Funny man, but I'm actually serious about the graph being 100% planar. It does seem strange to me, although I can't quite figure out what it means for sex.
 
  • #73
KingNothing said:
Funny man, but I'm actually serious about the graph being 100% planar. It does seem strange to me, although I can't quite figure out what it means for sex.

Were you hoping for a 3D pornographic picture of students having sex? :-p

A 2D graph is enough to explain this relationship. We understand the 6 month time dimension is not shown here. Is that what you are talking about?
 
  • #74
I think the question is it's curious that you can draw all those figures and avoid having to cross lines. For example, how would yo do this with a group of five people, all of who have had sex with each other?
 
  • #75
I see KingNothing's point. There could theoretically be groups of relationships that cannot be represented without crossing lines (or without requiring a third dimension to the graph).

Following OfficeShredders lead, I was about to ask what the simplest group of relationships is. OfficeShredder went for the group of five, but he missed the simpler one: 4 people. i.e. a tetrahedron.

4 people, all of whom have had romantic relationships with each other, cannot be represented in only 2 dimensions without crossing lines.

And that sheds light on the answer to KingNothing's point. This simplest relationship requires some statistically highly unlikely connections. 4 people all having had relationships with each other is unlikely enough, but to do so, it requires a minimum of two same-sex relationships.

Code:
  M
 /|\
F-+-F
 \|/
  M
 
  • #76
DaveC426913 said:
Following OfficeShredders lead, I was about to ask what the simplest group of relationships is. OfficeShredder went for the group of five, but he missed the simpler one: 4 people. i.e. a tetrahedron.

4 people, all of whom have had romantic relationships with each other, cannot be represented in only 2 dimensions without crossing lines.

And that sheds light on the answer to KingNothing's point. This simplest relationship requires some statistically highly unlikely connections. 4 people all having had relationships with each other is unlikely enough, but to do so, it requires a minimum of two same-sex relationships.

Code:
  M
 /|\
F-+-F
 \|/
  M

No, K_4 is planar:


Code:
  M
 / \\
F---F|
 \ //
  M

Kuratowski's theorem says that a graph is planar iff it avoids K_5 (OfficeShredder's example) and K_3,3. I can't conveniently ASCII art K_3,3 for you, but it's much easier to imagine in this context since doesn't require homosexual relationships.
 
  • #77
CRGreathouse said:
No, K_4 is planar:


Code:
  M
 / \\
F---F|
 \ //
  M

Kuratowski's theorem says that a graph is planar iff it avoids K_5 (OfficeShredder's example) and K_3,3. I can't conveniently ASCII art K_3,3 for you, but it's much easier to imagine in this context since doesn't require homosexual relationships.

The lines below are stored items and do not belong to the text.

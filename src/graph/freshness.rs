//! Freshness verdict for the persisted graph
//!
//! Decides whether the store must be rebuilt from the on-disk Ninja files.
//! Modification times gate the check: only a file whose mtime differs from
//! the stored value (or a forced run) pays for a SHA-1 pass, and only a
//! hash mismatch marks the file as changed.

use std::fs;
use std::path::Path;
use std::time::UNIX_EPOCH;

use anyhow::Result;
use sha1::{Digest, Sha1};

use crate::graph::BuildGraph;

pub const META_BUILD_NINJA_SHA1: &str = "build_ninja_sha1";
pub const META_NINJA_DEPS_SHA1: &str = "ninja_deps_sha1";
pub const META_BUILD_NINJA_TIME: &str = "build_ninja_time";
pub const META_NINJA_DEPS_TIME: &str = "ninja_deps_time";

/// Outcome of the freshness check for one input file.
#[derive(Debug, Clone, Default)]
pub struct FileStatus {
    /// Content hash differs from the stored one (or the run was forced).
    pub changed: bool,
    /// Hex SHA-1, present only when the mtime gate made us compute it.
    pub sha1: Option<String>,
    /// Current mtime in integer nanoseconds since epoch; 0 if missing.
    pub mtime_nanos: u128,
}

/// Freshness verdict for both Ninja inputs.
#[derive(Debug, Clone, Default)]
pub struct FreshnessStatus {
    pub build_ninja: FileStatus,
    pub ninja_deps: FileStatus,
}

impl FreshnessStatus {
    pub fn needs_rebuild(&self) -> bool {
        self.build_ninja.changed || self.ninja_deps.changed
    }
}

/// Modification time as nanoseconds since epoch; missing files read as 0.
pub fn mtime_nanos(path: &Path) -> u128 {
    fs::metadata(path)
        .and_then(|meta| meta.modified())
        .ok()
        .and_then(|mtime| mtime.duration_since(UNIX_EPOCH).ok())
        .map(|d| d.as_nanos())
        .unwrap_or(0)
}

/// Hex SHA-1 of a file's contents; unreadable files hash to the empty
/// string (matching the stored default for never-seen files).
pub fn sha1_hex_of_file(path: &Path) -> String {
    match fs::read(path) {
        Ok(bytes) => {
            let mut hasher = Sha1::new();
            hasher.update(&bytes);
            hex::encode(hasher.finalize())
        }
        Err(_) => String::new(),
    }
}

fn check_file(
    graph: &BuildGraph,
    path: &Path,
    time_key: &str,
    sha_key: &str,
    force: bool,
) -> Result<FileStatus> {
    let mut status = FileStatus {
        mtime_nanos: mtime_nanos(path),
        ..FileStatus::default()
    };

    let stored_time = graph.get_metadata(time_key)?;
    let time_changed = stored_time.is_empty() || stored_time != status.mtime_nanos.to_string();

    if time_changed || force {
        let sha1 = sha1_hex_of_file(path);
        let stored_sha1 = graph.get_metadata(sha_key)?;
        status.changed = force || sha1 != stored_sha1;
        status.sha1 = Some(sha1);
    }

    Ok(status)
}

/// Compute the freshness verdict for `build.ninja` and `.ninja_deps`
/// against the metadata stored in `graph`.
pub fn check_freshness(graph: &BuildGraph, build_dir: &Path, force: bool) -> Result<FreshnessStatus> {
    Ok(FreshnessStatus {
        build_ninja: check_file(
            graph,
            &build_dir.join("build.ninja"),
            META_BUILD_NINJA_TIME,
            META_BUILD_NINJA_SHA1,
            force,
        )?,
        ninja_deps: check_file(
            graph,
            &build_dir.join(".ninja_deps"),
            META_NINJA_DEPS_TIME,
            META_NINJA_DEPS_SHA1,
            force,
        )?,
    })
}

#[cfg(test)]
mod tests {
    use super::*;

    #[test]
    fn test_sha1_of_missing_file_is_empty() {
        assert_eq!(sha1_hex_of_file(Path::new("/nonexistent/file")), "");
    }

    #[test]
    fn test_mtime_of_missing_file_is_zero() {
        assert_eq!(mtime_nanos(Path::new("/nonexistent/file")), 0);
    }

    #[test]
    fn test_sha1_known_vector() {
        let dir = tempfile::tempdir().unwrap();
        let file = dir.path().join("probe.txt");
        std::fs::write(&file, b"abc").unwrap();
        // FIPS 180-1 test vector for "abc"
        assert_eq!(
            sha1_hex_of_file(&file),
            "a9993e364706816aba3e25717850c26c9cd0d89d"
        );
    }
}
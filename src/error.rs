//! Error taxonomy for the ingestion core
//!
//! Command modules wrap these in `anyhow::Result`; the variants exist so
//! that the distinct failure classes (I/O, wire format, store schema,
//! transaction control, missing build directory) stay distinguishable.

use std::path::PathBuf;

#[derive(Debug, thiserror::Error)]
pub enum KunaiError {
    /// A required file could not be opened or read.
    #[error("cannot open {}: {source}", path.display())]
    Io {
        path: PathBuf,
        #[source]
        source: std::io::Error,
    },

    /// Binary signature, version, or record layout violation in an input.
    #[error("{0}")]
    Format(String),

    /// The relational store refused to create or open its tables.
    #[error("schema initialization failed for {}: {source}", path.display())]
    Schema {
        path: PathBuf,
        #[source]
        source: rusqlite::Error,
    },

    /// BEGIN/COMMIT/ROLLBACK failed.
    #[error("{op} failed: {source}")]
    Transaction {
        op: &'static str,
        #[source]
        source: rusqlite::Error,
    },

    /// The build directory itself does not exist.
    #[error("build directory does not exist: {}", .0.display())]
    NotFound(PathBuf),
}

impl KunaiError {
    pub fn io(path: impl Into<PathBuf>, source: std::io::Error) -> Self {
        Self::Io {
            path: path.into(),
            source,
        }
    }

    pub fn format(msg: impl Into<String>) -> Self {
        Self::Format(msg.into())
    }
}
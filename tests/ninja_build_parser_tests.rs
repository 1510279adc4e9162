//! Tests for the build.ninja parser
//!
//! Each test writes Ninja text into a temp directory and collects the
//! emitted build statements through a recording writer.

use std::fs;
use std::path::Path;

use anyhow::Result;
use kunai::ingest::{BuildFileParser, BuildStatement, BuildWriter};
use tempfile::TempDir;

struct Collect(Vec<BuildStatement>);

impl BuildWriter for Collect {
    fn insert_build_statement(&mut self, stmt: &BuildStatement) -> Result<()> {
        self.0.push(stmt.clone());
        Ok(())
    }
}

fn parse(path: &Path) -> Vec<BuildStatement> {
    let mut sink = Collect(Vec::new());
    BuildFileParser::parse(path, &mut sink).unwrap();
    sink.0
}

fn write_ninja(dir: &TempDir, name: &str, content: &str) -> std::path::PathBuf {
    let path = dir.path().join(name);
    fs::write(&path, content).unwrap();
    path
}

#[test]
fn test_simple_statement_decomposition() {
    let dir = TempDir::new().unwrap();
    let top = write_ninja(
        &dir,
        "build.ninja",
        "build out.o: CC in.c | dep.h || order.txt\n",
    );

    let stmts = parse(&top);
    assert_eq!(stmts.len(), 1);
    assert_eq!(stmts[0].rule, "CC");
    assert_eq!(stmts[0].outputs, vec!["out.o"]);
    assert_eq!(stmts[0].explicit_inputs, vec!["in.c"]);
    assert_eq!(stmts[0].implicit_inputs, vec!["dep.h"]);
    assert_eq!(stmts[0].order_only_inputs, vec!["order.txt"]);
}

#[test]
fn test_multiple_outputs_and_inputs() {
    let dir = TempDir::new().unwrap();
    let top = write_ninja(&dir, "build.ninja", "build a.o b.o: CC a.c b.c\n");

    let stmts = parse(&top);
    assert_eq!(stmts[0].outputs, vec!["a.o", "b.o"]);
    assert_eq!(stmts[0].primary_output(), Some("a.o"));
    assert_eq!(stmts[0].explicit_inputs, vec!["a.c", "b.c"]);
}

#[test]
fn test_global_variable_expansion() {
    let dir = TempDir::new().unwrap();
    let top = write_ninja(
        &dir,
        "build.ninja",
        "srcdir = src\nbuild out.o: CC ${srcdir}/in.c $srcdir/other.c\n",
    );

    let stmts = parse(&top);
    assert_eq!(stmts[0].explicit_inputs, vec!["src/in.c", "src/other.c"]);
}

#[test]
fn test_variable_defined_from_variable() {
    let dir = TempDir::new().unwrap();
    let top = write_ninja(
        &dir,
        "build.ninja",
        "root = top\nsub = $root/nested\nbuild out.o: CC $sub/in.c\n",
    );

    let stmts = parse(&top);
    assert_eq!(stmts[0].explicit_inputs, vec!["top/nested/in.c"]);
}

#[test]
fn test_local_variables_shadow_globals() {
    let dir = TempDir::new().unwrap();
    let top = write_ninja(
        &dir,
        "build.ninja",
        "v = global\nbuild a_$v: CC in_$v.c\n  v = local\nbuild b_$v: CC\n",
    );

    let stmts = parse(&top);
    assert_eq!(stmts.len(), 2);
    // Locals are read before the statement tokens expand
    assert_eq!(stmts[0].outputs, vec!["a_local"]);
    assert_eq!(stmts[0].explicit_inputs, vec!["in_local.c"]);
    // The local does not leak into the next statement
    assert_eq!(stmts[1].outputs, vec!["b_global"]);
}

#[test]
fn test_dollar_escapes() {
    let dir = TempDir::new().unwrap();
    let top = write_ninja(&dir, "build.ninja", "build a$$b: CC in.c\n");

    let stmts = parse(&top);
    assert_eq!(stmts[0].outputs, vec!["a$b"]);
}

#[test]
fn test_unbound_variable_expands_to_empty() {
    let dir = TempDir::new().unwrap();
    let top = write_ninja(&dir, "build.ninja", "build pre${nope}post: CC in.c\n");

    let stmts = parse(&top);
    assert_eq!(stmts[0].outputs, vec!["prepost"]);
}

#[test]
fn test_line_continuation() {
    let dir = TempDir::new().unwrap();
    let top = write_ninja(&dir, "build.ninja", "build out.o: CC $\n    in.c\n");

    let stmts = parse(&top);
    assert_eq!(stmts[0].explicit_inputs, vec!["in.c"]);
}

#[test]
fn test_comments_and_blank_lines_ignored() {
    let dir = TempDir::new().unwrap();
    let top = write_ninja(
        &dir,
        "build.ninja",
        "# header comment\n\nbuild out.o: CC in.c\n\n# trailing\n",
    );

    assert_eq!(parse(&top).len(), 1);
}

#[test]
fn test_rule_blocks_are_discarded() {
    let dir = TempDir::new().unwrap();
    let top = write_ninja(
        &dir,
        "build.ninja",
        "rule CC\n  command = gcc -c $in -o $out\n  description = CC $out\nbuild out.o: CC in.c\n",
    );

    let stmts = parse(&top);
    assert_eq!(stmts.len(), 1);
    assert_eq!(stmts[0].explicit_inputs, vec!["in.c"]);
}

#[test]
fn test_subninja_with_variable_path() {
    let dir = TempDir::new().unwrap();
    fs::create_dir(dir.path().join("sub")).unwrap();
    write_ninja(
        &dir,
        "sub/part.ninja",
        "build t: CXX_EXECUTABLE_LINKER__t t.cc\n",
    );
    let top = write_ninja(&dir, "build.ninja", "dir = sub\nsubninja ${dir}/part.ninja\n");

    let stmts = parse(&top);
    assert_eq!(stmts.len(), 1);
    assert_eq!(stmts[0].outputs, vec!["t"]);
    assert_eq!(stmts[0].explicit_inputs, vec!["t.cc"]);
}

#[test]
fn test_include_sees_parent_globals() {
    let dir = TempDir::new().unwrap();
    write_ninja(&dir, "vars.ninja", "src = here\n");
    let top = write_ninja(
        &dir,
        "build.ninja",
        "include vars.ninja\nbuild out.o: CC $src/in.c\n",
    );

    let stmts = parse(&top);
    assert_eq!(stmts[0].explicit_inputs, vec!["here/in.c"]);
}

#[test]
fn test_include_cycle_is_guarded() {
    let dir = TempDir::new().unwrap();
    write_ninja(&dir, "a.ninja", "include b.ninja\nbuild a.o: CC a.c\n");
    write_ninja(&dir, "b.ninja", "include a.ninja\nbuild b.o: CC b.c\n");
    let top = write_ninja(&dir, "build.ninja", "include a.ninja\n");

    let stmts = parse(&top);
    // Both files parsed exactly once
    assert_eq!(stmts.len(), 2);
}

#[test]
fn test_missing_include_is_tolerated() {
    let dir = TempDir::new().unwrap();
    let top = write_ninja(
        &dir,
        "build.ninja",
        "include not_there.ninja\nbuild out.o: CC in.c\n",
    );

    let stmts = parse(&top);
    assert_eq!(stmts.len(), 1);
}

#[test]
fn test_missing_top_level_file_is_fatal() {
    let dir = TempDir::new().unwrap();
    let mut sink = Collect(Vec::new());
    let result = BuildFileParser::parse(&dir.path().join("build.ninja"), &mut sink);
    assert!(result.is_err(), "absent top-level file must fail the parse");
}

#[test]
fn test_backslashes_normalized_to_forward_slashes() {
    let dir = TempDir::new().unwrap();
    let top = write_ninja(
        &dir,
        "build.ninja",
        "build out\\sub\\a.o: CC src\\a.c\n",
    );

    let stmts = parse(&top);
    assert_eq!(stmts[0].outputs, vec!["out/sub/a.o"]);
    assert_eq!(stmts[0].explicit_inputs, vec!["src/a.c"]);
}

#[test]
fn test_statement_without_colon_is_skipped() {
    let dir = TempDir::new().unwrap();
    let top = write_ninja(
        &dir,
        "build.ninja",
        "build broken no colon here\nbuild ok.o: CC ok.c\n",
    );

    let stmts = parse(&top);
    assert_eq!(stmts.len(), 1);
    assert_eq!(stmts[0].outputs, vec!["ok.o"]);
}

#[test]
fn test_rule_name_is_not_expanded() {
    let dir = TempDir::new().unwrap();
    let top = write_ninja(
        &dir,
        "build.ninja",
        "r = CC\nbuild out.o: $r in.c\n",
    );

    let stmts = parse(&top);
    assert_eq!(stmts[0].rule, "$r");
}
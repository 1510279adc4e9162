//! Best-effort reader for the CMake File API reply
//!
//! When `<build_dir>/.cmake/api/v1/reply/` exists, follows the newest
//! index file to the codemodel and emits one record per target file.
//! The documents are machine-generated with one value per line, so a
//! line-based quoted-string extractor is all the JSON handling needed.

use std::fs::{self, File};
use std::io::{BufRead, BufReader};
use std::path::{Path, PathBuf};

use anyhow::{anyhow, Result};

use crate::ingest::{CMakeTarget, CMakeTargetWriter};

pub struct CMakeReplyParser;

impl CMakeReplyParser {
    /// Absence of the reply directory is not an error; a malformed
    /// document skips the offending file.
    pub fn parse(build_dir: &Path, writer: &mut dyn CMakeTargetWriter) -> Result<()> {
        let reply_dir = build_dir.join(".cmake/api/v1/reply");
        if !reply_dir.is_dir() {
            return Ok(());
        }

        let Some(index) = latest_file(&reply_dir, "index-") else {
            return Err(anyhow!("no index file found in CMake reply directory"));
        };
        parse_index(&index, build_dir, writer)
    }
}

/// Newest reply file with the given prefix; reply files carry a timestamp
/// in the name, so lexicographic order is chronological.
fn latest_file(dir: &Path, prefix: &str) -> Option<PathBuf> {
    let mut files: Vec<PathBuf> = fs::read_dir(dir)
        .ok()?
        .flatten()
        .filter(|entry| {
            let name = entry.file_name();
            let name = name.to_string_lossy();
            name.starts_with(prefix) && name.contains(".json")
        })
        .map(|entry| entry.path())
        .collect();
    files.sort();
    files.pop()
}

/// Extract the quoted value of `"key": "value"` from one line.
fn extract_json_string(line: &str, key: &str) -> Option<String> {
    let key_pos = line.find(&format!("\"{}\"", key))?;
    let colon = line[key_pos..].find(':')? + key_pos;
    let first_quote = line[colon..].find('"')? + colon;
    let second_quote = line[first_quote + 1..].find('"')? + first_quote + 1;
    Some(line[first_quote + 1..second_quote].to_string())
}

fn parse_index(index: &Path, build_dir: &Path, writer: &mut dyn CMakeTargetWriter) -> Result<()> {
    let file = File::open(index)?;
    let mut lines = BufReader::new(file).lines();

    let mut codemodel_file = String::new();
    while let Some(line) = lines.next().transpose()? {
        if !line.contains("codemodel-v2") {
            continue;
        }
        // The reference is either on the marker line itself (CMake writes
        // keys alphabetically, jsonFile before kind) or a few lines away.
        if let Some(json_file) = extract_json_string(&line, "jsonFile") {
            if json_file.contains("codemodel-v2") {
                codemodel_file = json_file;
                break;
            }
        }
        for _ in 0..10 {
            let Some(next) = lines.next().transpose()? else {
                break;
            };
            if let Some(json_file) = extract_json_string(&next, "jsonFile") {
                if json_file.contains("codemodel-v2") {
                    codemodel_file = json_file;
                    break;
                }
            }
        }
        if !codemodel_file.is_empty() {
            break;
        }
    }

    if codemodel_file.is_empty() {
        return Ok(());
    }

    let reply_dir = index.parent().unwrap_or(Path::new("."));
    parse_codemodel(&reply_dir.join(codemodel_file), build_dir, writer)
}

fn parse_codemodel(
    codemodel: &Path,
    build_dir: &Path,
    writer: &mut dyn CMakeTargetWriter,
) -> Result<()> {
    let file = File::open(codemodel)?;
    let reader = BufReader::new(file);

    let mut target_files = Vec::new();
    let mut in_targets = false;
    for line in reader.lines() {
        let line = line?;
        if line.contains("\"targets\"") {
            in_targets = true;
            continue;
        }
        if in_targets {
            if line.contains(']') {
                break;
            }
            if let Some(json_file) = extract_json_string(&line, "jsonFile") {
                target_files.push(json_file);
            }
        }
    }

    let reply_dir = codemodel.parent().unwrap_or(Path::new("."));
    for target_file in target_files {
        if let Some(target) = parse_target(&reply_dir.join(target_file), build_dir) {
            writer.insert_cmake_target(&target)?;
        }
    }
    Ok(())
}

/// Read one target document; first occurrence wins for the scalar fields.
/// Returns None when the file is unreadable or carries no id.
fn parse_target(path: &Path, build_dir: &Path) -> Option<CMakeTarget> {
    let file = File::open(path).ok()?;
    let reader = BufReader::new(file);

    let mut target = CMakeTarget::default();
    let mut in_sources = false;

    for line in reader.lines() {
        let line = line.ok()?;

        if target.id.is_empty() {
            if let Some(id) = extract_json_string(&line, "id") {
                target.id = id;
            }
        }
        if target.name.is_empty() {
            if let Some(name) = extract_json_string(&line, "name") {
                target.name = name;
            }
        }
        if target.type_name.is_empty() {
            if let Some(type_name) = extract_json_string(&line, "type") {
                target.type_name = type_name;
            }
        }

        if line.contains("\"sources\"") {
            in_sources = true;
            continue;
        }
        if in_sources {
            if line.contains(']') {
                in_sources = false;
                continue;
            }
            if let Some(source) = extract_json_string(&line, "path") {
                target.sources.push(resolve_source(&source, build_dir));
            }
        }
    }

    if target.id.is_empty() {
        return None;
    }
    Some(target)
}

/// Relative source paths resolve against the build directory; they are
/// canonicalized when they exist so they line up with generator output.
fn resolve_source(source: &str, build_dir: &Path) -> String {
    if source.starts_with('/') {
        return source.to_string();
    }
    let absolute = build_dir.join(source);
    match absolute.canonicalize() {
        Ok(canonical) => canonical.to_string_lossy().into_owned(),
        Err(_) => absolute.to_string_lossy().into_owned(),
    }
}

Oh, right. I had a hidden assumption of using only straight lines.

I don't know Kuratowskian math, but reading up on it, I can see that there are some groups that cannot be made, even allowing for circuitous paths. This seems highly reminescent of the 5 house puzzle. (Shoot, I can't remember what it's called. It the one where you have to join 5 people to 5 houses without any paths crossing.)
 
  • #78
Minor (ha, ha) correction: planar graphs can't contain K_5 or K_3,3 or any subdivision of either. (Obvious only in my own head.)

DaveC426913 said:
I can see that there are some groups that cannot be made, even allowing for circuitous paths.

Well you can make them, just not on a plane without crossing.K_3,3 could be three males and three females, where each person is adjacent to/has had a romantic relationship with everyone of the opposite sex.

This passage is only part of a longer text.